Then you copy the generated .db.wasm to the public directory (where index.html located) of website.

Your webpage should load the blogsearch engine. There is only one engine available:

Load the engine using <script> tag or in JavaScript file. Once the engine fetch the .db.wasm file correctly, now you have a fully working searchable webpage!

ℹ️
Throughout the project, the terms "index" and "database" are often mixed, but they mean same SQLite .db.wasm file in the most of the case.

1. Building a search index file

Installing an index building tool

What’s in the index file

Users should configure an index building tool to collect the value of fields in order to work the search engine properly.

The index building tool should collect the following default fields for each posts:

fields
  • title: The title of the post.

  • body: The content of the post.

  • url: The URL link to the post.

  • categories: A comma-separated (,) list of categories that the post belongs to.

  • tags: A comma-separated (,) list of tags that the post has.

Users can configure every fields using the following properties:

Table 1. Common options for the field
Example Result

disabled: If set true, completely disable the field.

{
  ...other field options...
  categories: {
+    disabled: true,
  },
}

hasContent: If set false, the index building tool won’t store the value of the field, but still indexes its value.

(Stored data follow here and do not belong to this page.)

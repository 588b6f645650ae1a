mod config;

pub use config::{
    parse_secs, parse_yes_no, KeyValueStore, MemoryStore, Settings, KEY_REP_INTERVAL,
    KEY_SOUNDS_ENABLED, KEY_START_DELAY, KEY_TRAINER,
};

use std::path::PathBuf;

use crate::error::CoreError;

/// Returns `~/.config/repcoach[-dev]/` based on REPCOACH_ENV.
///
/// Set REPCOACH_ENV=dev to use the development directory, or
/// REPCOACH_CONFIG_DIR to point somewhere else entirely.
///
/// # Errors
/// Returns an error if creating the config directory fails.
pub fn data_dir() -> Result<PathBuf, CoreError> {
    let dir = match std::env::var_os("REPCOACH_CONFIG_DIR") {
        Some(dir) => PathBuf::from(dir),
        None => {
            let base_dir = dirs::home_dir()
                .unwrap_or_else(|| PathBuf::from("."))
                .join(".config");

            let env = std::env::var("REPCOACH_ENV").unwrap_or_else(|_| "production".to_string());
            if env == "dev" {
                base_dir.join("repcoach-dev")
            } else {
                base_dir.join("repcoach")
            }
        }
    };

    std::fs::create_dir_all(&dir)?;
    Ok(dir)
}
//! # 地图瓦片生成工具 — 命令行入口
//!
//! 本文件仅负责日志初始化、Ctrl-C 注册与退出码映射。
//! 业务逻辑分布在各子模块中，详见 `lib.rs` 架构文档。

use std::process;

use chrono::Local;
use clap::Parser;
use tile_pyramid::cli::{self, Args};
use tile_pyramid::error::{AppError, EXIT_SUCCESS};
use tile_pyramid::tiler::CancelToken;

fn main() {
    env_logger::Builder::from_env(env_logger::Env::default().default_filter_or("info")).init();

    let args = Args::parse();
    let cancel = CancelToken::new();

    let handler_token = cancel.clone();
    if let Err(err) = ctrlc::set_handler(move || {
        log::warn!("🛑 收到中断信号，完成当前瓦片后停止");
        handler_token.cancel();
    }) {
        let err = AppError::Signal(err.to_string());
        log::error!("❌ {}", err);
        process::exit(err.exit_code());
    }

    let code = match cli::run(&args, Local::now().naive_local(), &cancel) {
        Ok(summary) => {
            if args.summary_json {
                match serde_json::to_string_pretty(&summary) {
                    Ok(json) => println!("{}", json),
                    Err(err) => log::warn!("⚠️ 序列化导出摘要失败：{}", err),
                }
            }
            log::info!("🎉 全部完成");
            EXIT_SUCCESS
        }
        Err(err) => {
            log::error!("❌ {}", err);
            if args.summary_json {
                println!("{}", serde_json::json!({ "error": err, "exitCode": err.exit_code() }));
            }
            err.exit_code()
        }
    };

    process::exit(code);
}
//! # 加载与校验模块
//!
//! ## 设计思路
//!
//! 负责把输入文件变成全分辨率 `Raster`，并在“尽可能早”的阶段执行输入校验。
//! 目标是尽快失败：任何解码问题都发生在写出第一张瓦片之前。
//!
//! ## 实现思路
//!
//! 1. 存在性 + metadata 体积限制
//! 2. 读取字节，`infer` 识别出非图片签名时直接拒绝
//! 3. 只读 header 取尺寸，按像素上限快速拒绝
//! 4. 完整解码并转换为 RGBA

use std::io::Cursor;
use std::path::Path;

use super::source::Raster;
use super::{ExportConfig, TileError};

/// 从本地路径加载并解码输入图片。
pub fn load_raster(path: &Path, config: &ExportConfig) -> Result<Raster, TileError> {
    log::info!("📁 开始读取输入图片 - 路径: {}", path.display());

    if !path.is_file() {
        return Err(TileError::Decode(format!("文件不存在：{}", path.display())));
    }

    let metadata = std::fs::metadata(path)
        .map_err(|e| TileError::Decode(format!("无法读取文件信息：{}", e)))?;

    if metadata.len() > config.max_file_size {
        return Err(TileError::Decode(format!(
            "文件过大：{:.2} MB（限制：{:.2} MB）",
            metadata.len() as f64 / 1024.0 / 1024.0,
            config.max_file_size as f64 / 1024.0 / 1024.0
        )));
    }

    let bytes =
        std::fs::read(path).map_err(|e| TileError::Decode(format!("无法读取图片文件：{}", e)))?;

    decode_raster(&bytes, config)
}

/// 将内存中的图片字节解码为 RGBA 栅格。
pub fn decode_raster(bytes: &[u8], config: &ExportConfig) -> Result<Raster, TileError> {
    validate_image_signature(bytes)?;

    let (header_width, header_height) = inspect_dimensions(bytes)?;
    validate_pixel_limits(config, header_width, header_height)?;

    let decoded = image::load_from_memory(bytes)
        .map_err(|e| TileError::Decode(format!("图片解码失败：{}", e)))?;
    let raster = decoded.to_rgba8();

    let (width, height) = raster.dimensions();
    if width == 0 || height == 0 {
        return Err(TileError::Decode(format!("图片尺寸无效：{}x{}", width, height)));
    }

    log::info!("✅ 图片解码成功 - 尺寸: {}x{}", width, height);
    Ok(raster)
}

fn validate_image_signature(bytes: &[u8]) -> Result<(), TileError> {
    if bytes.is_empty() {
        return Err(TileError::Decode("图片内容为空".to_string()));
    }

    // `infer` 不认识的签名（PNM、QOI 等）交给 `image` 自行识别格式。
    match infer::get(bytes) {
        Some(kind) if kind.matcher_type() != infer::MatcherType::Image => Err(TileError::Decode(
            format!("文件签名不是图片类型：{}", kind.mime_type()),
        )),
        _ => Ok(()),
    }
}

/// 仅通过图片头信息读取宽高。
fn inspect_dimensions(bytes: &[u8]) -> Result<(u32, u32), TileError> {
    let reader = image::ImageReader::new(Cursor::new(bytes))
        .with_guessed_format()
        .map_err(|e| TileError::Decode(format!("无法识别图片格式：{}", e)))?;

    reader
        .into_dimensions()
        .map_err(|e| TileError::Decode(format!("无法读取图片尺寸：{}", e)))
}

fn validate_pixel_limits(config: &ExportConfig, width: u32, height: u32) -> Result<(), TileError> {
    let pixels = (width as u64)
        .checked_mul(height as u64)
        .ok_or_else(|| TileError::Decode("图片像素数溢出".to_string()))?;

    if pixels > config.max_decoded_pixels {
        return Err(TileError::Decode(format!(
            "图片像素过大：{} 像素（限制：{} 像素）",
            pixels, config.max_decoded_pixels
        )));
    }

    Ok(())
}
//! 统一错误类型模块
//!
//! # 设计思路
//!
//! 定义进程级统一的 `AppError` 枚举，命令行入口的所有失败都收敛到这里，
//! 再按失败类别映射为不同的非零退出码，而不是“出错也返回 0”。
//!
//! # 实现思路
//!
//! - 使用 `thiserror` 派生可读错误消息。
//! - 为 `TileError` 提供 `From` 转换，无需手动 map。
//! - 实现 `Serialize` 将错误序列化为字符串，供 `--summary-json` 输出。

use serde::Serialize;

use crate::tiler::TileError;

pub const EXIT_SUCCESS: i32 = 0;
pub const EXIT_CONFIG: i32 = 2;
pub const EXIT_DECODE: i32 = 3;
pub const EXIT_ENCODE: i32 = 4;
pub const EXIT_WRITE: i32 = 5;
pub const EXIT_CANCELLED: i32 = 130;

/// 应用级统一错误类型
#[derive(Debug, thiserror::Error)]
pub enum AppError {
    /// 切片流水线错误（配置 / 解码 / 编码 / 写入 / 取消）
    #[error("{0}")]
    Tile(#[from] TileError),

    /// 输入文件不存在
    #[error("文件不存在：{0}")]
    InputNotFound(String),

    /// 配置文件不可读或格式错误
    #[error("配置文件错误：{0}")]
    ConfigFile(String),

    /// 无法注册 Ctrl-C 处理器
    #[error("信号处理初始化失败：{0}")]
    Signal(String),
}

impl AppError {
    /// 按失败类别映射进程退出码。
    pub fn exit_code(&self) -> i32 {
        match self {
            Self::Tile(TileError::Config(_)) => EXIT_CONFIG,
            Self::Tile(TileError::Decode(_)) => EXIT_DECODE,
            Self::Tile(TileError::Encode { .. }) => EXIT_ENCODE,
            Self::Tile(TileError::Write { .. }) => EXIT_WRITE,
            Self::Tile(TileError::Cancelled(_)) => EXIT_CANCELLED,
            Self::InputNotFound(_) | Self::ConfigFile(_) | Self::Signal(_) => EXIT_CONFIG,
        }
    }
}

impl Serialize for AppError {
    fn serialize<S>(&self, serializer: S) -> Result<S::Ok, S::Error>
    where
        S: serde::Serializer,
    {
        serializer.serialize_str(&self.to_string())
    }
}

This can be used to reduce the size of a generated index file by the tool. This is useful especially when the size of body field contents is big.

In the following example, the size of the index file .db.wasm is decreased.

{
  ...other field options...
  body: {
+    hasContent: false,
  },
}

indexed: If set false, disable indexing for the field. Its value will still appears in the search result. It is especially useful for url field, whose value is not meaningful for search.

{
  ...other field options...
  url: {
+    indexed: false,
  },
}
ℹ️
Your index building tool may has tool-specific options for the field (e.g. parser option for blogsearch-crawler). See the documentation of your index building tool for details.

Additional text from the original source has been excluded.